Longchamp réclame plus de 800.000 euros à Leonidas

©LONGCHAMP

La société Jean Cassegrain, le holding qui détient les droits sur les sacs Longchamp, poursuit Leonidas en dommages et intérêts pour avoir écoulé de faux sacs Longchamp.

Il est écrit quelque part que les responsables de Longchamp et ceux de Leonidas ne partiront pas en vacances ensemble. Il faut dire que les deux parties s’affrontent en justice depuis trois ans. En 2016, dans le cadre d’une campagne publicitaire, le chocolatier Leonidas a proposé des sacs à tous ses clients qui achèteraient pour plus de 28 euros de chocolat. Mais le sac ressemblait à s’y méprendre au modèle "Le Pliage", un des plus gros succès de Longchamp. On vous le fait en bref, mais retenez que Jean Cassegrain (le holding qui détient les droits sur les sacs Longchamp) a gagné en référé contre Leonidas, forçant le chocolatier à cesser la distribution des sacs en question, sous peine d’une astreinte de 500 euros par sac écoulé. Cet ordre de cessation avait été confirmé par un arrêt de la cour d’appel de Bruxelles rendu le 26 juillet 2018. Jeudi matin, les juges du tribunal de l’entreprise francophone de Bruxelles ont étudié le fond de l’affaire portant sur la question des dommages et intérêts. Thierry Van Innis (Van Innis & Delarue), l’avocat de Jean Cassegrain, réclame un peu plus de 800.000 euros de dommages et intérêts notamment pour atteinte au monopole et l’image de marque de la société. À l’origine, Leonidas avait commandé 30.000 sacs à un fabricant et, avant d’être mis en demeure par Longchamp, le chocolatier en avait écoulé 10.800. Leonidas, défendu par Renaud Dupont (CMS De Backer) a toujours plaidé la bonne foi dans ce dossier, estimant que le fabricant des sacs avait les droits pour écouler celui-ci. Il n’en était rien.

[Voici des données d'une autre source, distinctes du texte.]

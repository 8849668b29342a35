/// Graphics device module - the backend-agnostic RHI contract

pub mod graphics_device;
pub mod config;
pub mod buffer;
pub mod texture;
pub mod sampler;
pub mod shader;
pub mod pipeline;
pub mod descriptor;
pub mod command_list;
pub mod window;

pub use graphics_device::*;
pub use config::*;
pub use buffer::*;
pub use texture::*;
pub use sampler::*;
pub use shader::*;
pub use pipeline::*;
pub use descriptor::*;
pub use command_list::*;
pub use window::*;

// Mock graphics device for tests (no GPU required)
#[cfg(test)]
pub mod mock_graphics_device;
//! Unit tests for error.rs
//!
//! Display/Debug output of every variant and the fatal classification.

use super::*;

// ============================================================================
// ERROR DISPLAY TESTS
// ============================================================================

#[test]
fn test_backend_error_display() {
    let err = Error::BackendError("vkCreateInstance exploded".to_string());
    let display = format!("{}", err);
    assert!(display.contains("Backend error"));
    assert!(display.contains("vkCreateInstance exploded"));
}

#[test]
fn test_out_of_memory_display() {
    assert_eq!(format!("{}", Error::OutOfMemory), "Out of GPU memory");
}

#[test]
fn test_native_error_keeps_code_verbatim() {
    let err = Error::NativeError {
        operation: "vkCreateGraphicsPipelines".to_string(),
        code: -1000012000,
    };
    let display = format!("{}", err);
    assert!(display.contains("vkCreateGraphicsPipelines"));
    assert!(display.contains("-1000012000"));
}

#[test]
fn test_allocation_failed_display() {
    let err = Error::AllocationFailed("request exceeds max pool size".to_string());
    assert_eq!(format!("{}", err), "Allocation failed: request exceeds max pool size");
}

#[test]
fn test_submission_and_timeout_display() {
    let submit = Error::SubmissionFailed("queue rejected batch".to_string());
    assert!(format!("{}", submit).starts_with("Submission failed"));

    let timeout = Error::Timeout("frame fence".to_string());
    assert!(format!("{}", timeout).contains("frame fence"));
}

#[test]
fn test_invalid_operation_display() {
    let err = Error::InvalidOperation("draw outside begin/end".to_string());
    assert!(format!("{}", err).contains("Invalid operation"));
}

// ============================================================================
// ERROR TRAIT IMPLEMENTATIONS
// ============================================================================

#[test]
fn test_error_is_std_error() {
    let err = Error::DeviceLost;
    let _: &dyn std::error::Error = &err;
}

#[test]
fn test_error_debug() {
    assert!(format!("{:?}", Error::OutOfMemory).contains("OutOfMemory"));
    assert!(format!("{:?}", Error::DeviceLost).contains("DeviceLost"));
    assert!(format!("{:?}", Error::InvalidResource("x".to_string())).contains("InvalidResource"));
}

#[test]
fn test_error_clone_and_eq() {
    let err = Error::InitializationFailed("no suitable GPU".to_string());
    assert_eq!(err.clone(), err);
}

// ============================================================================
// FATAL CLASSIFICATION
// ============================================================================

#[test]
fn test_only_device_lost_is_fatal() {
    assert!(Error::DeviceLost.is_fatal());
    assert!(!Error::SubmissionFailed("retry".to_string()).is_fatal());
    assert!(!Error::AllocationFailed("cap".to_string()).is_fatal());
    assert!(!Error::OutOfMemory.is_fatal());
}

#[test]
fn test_result_alias() {
    fn failing() -> Result<u32> {
        Err(Error::Timeout("wait".to_string()))
    }
    assert!(failing().is_err());
}
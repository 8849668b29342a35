/// Vulkan Debug Messenger - Handles validation layer messages with colored output
///
/// Reports validation messages to the console and/or a log file, counts them
/// per severity and optionally aborts or panics on the first error. The
/// messenger callback is only compiled in with the `vulkan-validation`
/// feature; the counters are always available and stay at zero without it.

use ash::vk;
use colored::*;
use ember_rhi::ember::render::{DebugMessageFilter, DebugOutput, DebugSeverity, ValidationStats};
use rustc_hash::FxHashMap;
use std::fs::OpenOptions;
use std::io::Write;
use std::sync::atomic::{AtomicU32, Ordering};
use std::sync::{Mutex, MutexGuard};

/// Global debug configuration (shared across callbacks)
static DEBUG_CONFIG: Mutex<Option<Config>> = Mutex::new(None);

/// Global validation statistics
static VALIDATION_STATS: ValidationStatsTracker = ValidationStatsTracker::new();

/// Occurrence count per message text, for grouping repeats
static MESSAGE_TRACKER: Mutex<Option<FxHashMap<String, u32>>> = Mutex::new(None);

/// Debug configuration for the callback
#[derive(Debug, Clone, PartialEq, Eq)]
pub struct Config {
    pub severity: DebugSeverity,
    pub output: DebugOutput,
    pub message_filter: DebugMessageFilter,
    pub break_on_error: bool,
    pub panic_on_error: bool,
    pub enable_stats: bool,
}

struct ValidationStatsTracker {
    errors: AtomicU32,
    warnings: AtomicU32,
    info: AtomicU32,
    verbose: AtomicU32,
}

impl ValidationStatsTracker {
    const fn new() -> Self {
        Self {
            errors: AtomicU32::new(0),
            warnings: AtomicU32::new(0),
            info: AtomicU32::new(0),
            verbose: AtomicU32::new(0),
        }
    }

    fn record(&self, level: Level) {
        let counter = match level {
            Level::Error => &self.errors,
            Level::Warning => &self.warnings,
            Level::Info => &self.info,
            Level::Verbose => &self.verbose,
        };
        counter.fetch_add(1, Ordering::Relaxed);
    }

    fn snapshot(&self) -> ValidationStats {
        ValidationStats {
            errors: self.errors.load(Ordering::Relaxed),
            warnings: self.warnings.load(Ordering::Relaxed),
            info: self.info.load(Ordering::Relaxed),
            verbose: self.verbose.load(Ordering::Relaxed),
        }
    }

    fn reset(&self) {
        self.errors.store(0, Ordering::Relaxed);
        self.warnings.store(0, Ordering::Relaxed);
        self.info.store(0, Ordering::Relaxed);
        self.verbose.store(0, Ordering::Relaxed);
    }
}

/// Highest severity bit of a message
#[derive(Debug, Clone, Copy, PartialEq, Eq)]
pub(crate) enum Level {
    Error,
    Warning,
    Info,
    Verbose,
}

impl Level {
    pub(crate) fn from_vk(severity: vk::DebugUtilsMessageSeverityFlagsEXT) -> Self {
        if severity.contains(vk::DebugUtilsMessageSeverityFlagsEXT::ERROR) {
            Level::Error
        } else if severity.contains(vk::DebugUtilsMessageSeverityFlagsEXT::WARNING) {
            Level::Warning
        } else if severity.contains(vk::DebugUtilsMessageSeverityFlagsEXT::INFO) {
            Level::Info
        } else {
            Level::Verbose
        }
    }

    fn label(&self) -> &'static str {
        match self {
            Level::Error => "ERROR",
            Level::Warning => "WARNING",
            Level::Info => "INFO",
            Level::Verbose => "VERBOSE",
        }
    }

    fn colored_label(&self) -> ColoredString {
        match self {
            Level::Error => self.label().red().bold(),
            Level::Warning => self.label().yellow().bold(),
            Level::Info => self.label().cyan(),
            Level::Verbose => self.label().bright_black(),
        }
    }
}

/// Category of a message, as shown in the report
pub(crate) fn type_label(message_type: vk::DebugUtilsMessageTypeFlagsEXT) -> &'static str {
    if message_type.contains(vk::DebugUtilsMessageTypeFlagsEXT::VALIDATION) {
        "Validation"
    } else if message_type.contains(vk::DebugUtilsMessageTypeFlagsEXT::PERFORMANCE) {
        "Performance"
    } else {
        "General"
    }
}

/// Severity flags the messenger subscribes to
pub(crate) fn severity_flags(severity: DebugSeverity) -> vk::DebugUtilsMessageSeverityFlagsEXT {
    use ash::vk::DebugUtilsMessageSeverityFlagsEXT as S;
    match severity {
        DebugSeverity::ErrorsOnly => S::ERROR,
        DebugSeverity::ErrorsAndWarnings => S::ERROR | S::WARNING,
        DebugSeverity::All => S::ERROR | S::WARNING | S::INFO | S::VERBOSE,
    }
}

/// Whether a message passes the configured severity and category filters
pub(crate) fn should_report(
    config: &Config,
    severity: vk::DebugUtilsMessageSeverityFlagsEXT,
    message_type: vk::DebugUtilsMessageTypeFlagsEXT,
) -> bool {
    if !severity_flags(config.severity).intersects(severity) {
        return false;
    }
    if message_type.contains(vk::DebugUtilsMessageTypeFlagsEXT::VALIDATION) {
        config.message_filter.show_validation
    } else if message_type.contains(vk::DebugUtilsMessageTypeFlagsEXT::PERFORMANCE) {
        config.message_filter.show_performance
    } else {
        config.message_filter.show_general
    }
}

/// Plain-text report line, as written to log files
pub(crate) fn format_plain(level: Level, type_str: &str, occurrences: u32, message_id: &str, message: &str) -> String {
    format!(
        "[VULKAN {}] [{}]{}\n  ├─ Message ID: {}\n  └─ {}\n",
        level.label(), type_str, repeat_indicator(occurrences), message_id, message
    )
}

fn format_console(level: Level, type_str: &str, occurrences: u32, message_id: &str, message: &str) -> String {
    format!(
        "{} {} [{}]{}\n  ├─ {}: {}\n  └─ {}\n",
        "[VULKAN".bright_blue().bold(),
        format!("{}]", level.colored_label()).bright_blue().bold(),
        type_str.bright_black(),
        repeat_indicator(occurrences).yellow(),
        "Message ID".bright_black(),
        message_id.white(),
        message.white()
    )
}

fn repeat_indicator(occurrences: u32) -> String {
    if occurrences > 1 {
        format!(" [×{}]", occurrences)
    } else {
        String::new()
    }
}

// Poisoning only means a reporting thread panicked; the data is still usable.
fn lock<T>(mutex: &Mutex<T>) -> MutexGuard<'_, T> {
    mutex.lock().unwrap_or_else(|poisoned| poisoned.into_inner())
}

/// Install the callback configuration and reset counters
pub fn init_debug_config(config: Config) {
    VALIDATION_STATS.reset();
    *lock(&MESSAGE_TRACKER) = Some(FxHashMap::default());
    *lock(&DEBUG_CONFIG) = Some(config);
}

/// Stop reporting; late callbacks during teardown are ignored
pub fn cleanup_debug_config() {
    *lock(&DEBUG_CONFIG) = None;
    *lock(&MESSAGE_TRACKER) = None;
}

pub fn get_validation_stats() -> ValidationStats {
    VALIDATION_STATS.snapshot()
}

/// Count one occurrence of `message`; returns how often it has been seen
fn track_message(message: &str) -> u32 {
    let mut tracker = lock(&MESSAGE_TRACKER);
    let messages = tracker.get_or_insert_with(FxHashMap::default);
    let count = messages.entry(message.to_string()).or_insert(0);
    *count += 1;
    *count
}

/// Print a summary of the validation messages seen so far
pub fn print_validation_stats_report() {
    let stats = get_validation_stats();

    if stats.total() == 0 {
        println!("\n{}", "✓ No validation messages".green().bold());
        return;
    }

    println!("\n{}", "=== Validation Statistics Report ===".bright_blue().bold());
    if stats.errors > 0 {
        println!("  {} {}", "Errors:".red().bold(), stats.errors);
    }
    if stats.warnings > 0 {
        println!("  {} {}", "Warnings:".yellow().bold(), stats.warnings);
    }
    if stats.info > 0 {
        println!("  {} {}", "Info:".cyan(), stats.info);
    }
    if stats.verbose > 0 {
        println!("  {} {}", "Verbose:".bright_black(), stats.verbose);
    }
    println!("  {} {}", "Total:".white().bold(), stats.total());

    let repeated = lock(&MESSAGE_TRACKER)
        .as_ref()
        .map(|messages| messages.values().filter(|&&count| count > 1).count())
        .unwrap_or(0);
    if repeated > 0 {
        println!("\n  {} {} message(s) appeared multiple times", "ℹ".cyan(), repeated);
    }
    println!("{}\n", "====================================".bright_blue().bold());
}

/// Report one message; returns the level when the message passed the filters
pub(crate) fn report(
    severity: vk::DebugUtilsMessageSeverityFlagsEXT,
    message_type: vk::DebugUtilsMessageTypeFlagsEXT,
    message_id: &str,
    message: &str,
) -> Option<Level> {
    let config = lock(&DEBUG_CONFIG).clone()?;
    if !should_report(&config, severity, message_type) {
        return None;
    }

    let level = Level::from_vk(severity);
    let type_str = type_label(message_type);
    let occurrences = if config.enable_stats {
        VALIDATION_STATS.record(level);
        track_message(message)
    } else {
        1
    };

    match &config.output {
        DebugOutput::Console => {
            eprint!("{}", format_console(level, type_str, occurrences, message_id, message));
        }
        DebugOutput::File(path) => {
            write_to_file(path, &format_plain(level, type_str, occurrences, message_id, message));
        }
        DebugOutput::Both(path) => {
            eprint!("{}", format_console(level, type_str, occurrences, message_id, message));
            write_to_file(path, &format_plain(level, type_str, occurrences, message_id, message));
        }
    }

    if level == Level::Error && config.panic_on_error {
        panic!(
            "\n⚠️  PANIC ON ERROR (Strict Mode)\nMessage ID: {}\nType: {}\nMessage: {}\n",
            message_id, type_str, message
        );
    }
    if level == Level::Error && config.break_on_error {
        eprintln!(
            "\n{}\n  Context: {} [{}]\n  Message: {}\n",
            "⚠️  BREAK ON VALIDATION ERROR - Aborting execution".red().bold(),
            message_id.yellow(),
            type_str.cyan(),
            message.white()
        );
        std::process::abort();
    }
    Some(level)
}

fn write_to_file(path: &str, message: &str) {
    if let Ok(mut file) = OpenOptions::new().create(true).append(true).open(path) {
        let _ = writeln!(file, "{}", message);
    }
}

/// Vulkan debug messenger callback
///
/// # Safety
///
/// Called by the validation layers with a valid callback data pointer.
#[cfg(feature = "vulkan-validation")]
pub unsafe extern "system" fn vulkan_debug_callback(
    message_severity: vk::DebugUtilsMessageSeverityFlagsEXT,
    message_type: vk::DebugUtilsMessageTypeFlagsEXT,
    p_callback_data: *const vk::DebugUtilsMessengerCallbackDataEXT<'_>,
    _user_data: *mut std::os::raw::c_void,
) -> vk::Bool32 {
    use std::ffi::CStr;

    if p_callback_data.is_null() {
        return vk::FALSE;
    }
    let callback_data = &*p_callback_data;
    let message_id = if callback_data.p_message_id_name.is_null() {
        "Unknown".into()
    } else {
        CStr::from_ptr(callback_data.p_message_id_name).to_string_lossy()
    };
    let message = if callback_data.p_message.is_null() {
        "No message".into()
    } else {
        CStr::from_ptr(callback_data.p_message).to_string_lossy()
    };

    report(message_severity, message_type, &message_id, &message);
    // Never abort the Vulkan call itself
    vk::FALSE
}

#[cfg(test)]
#[path = "debug_tests.rs"]
mod tests;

"Je suis surpris de la résurgence du débat sur la question du dommage punitif."
renaud dupont avocat de leonidas

Les débats tenus jeudi matin devant le tribunal de l’entreprise ont essentiellement porté sur le montant des dommages réclamés, l’avocat de Leonidas y voyant une forme de dommage punitif. Ce dernier a expliqué qu’en matière de propriété intellectuelle, les dommages et intérêts devaient se calculer en fonction du manque à gagner et des pertes subies. Pour l’avocat de Leonidas, il ne peut pas être question de manque à gagner ou de pertes dans le chef de la société Jean Cassegrain, celle-ci n’était que le holding qui détient les droits sur les sacs. Enfin, en guise de conclusion, Renaud Dupont a plaidé que la marge de Longchamp par sac vendu s’élevait à 10 euros, démontrant que la demande de 800.000 euros de dommages correspondait à 80.000 sacs vendus! Le jugement est attendu dans le mois.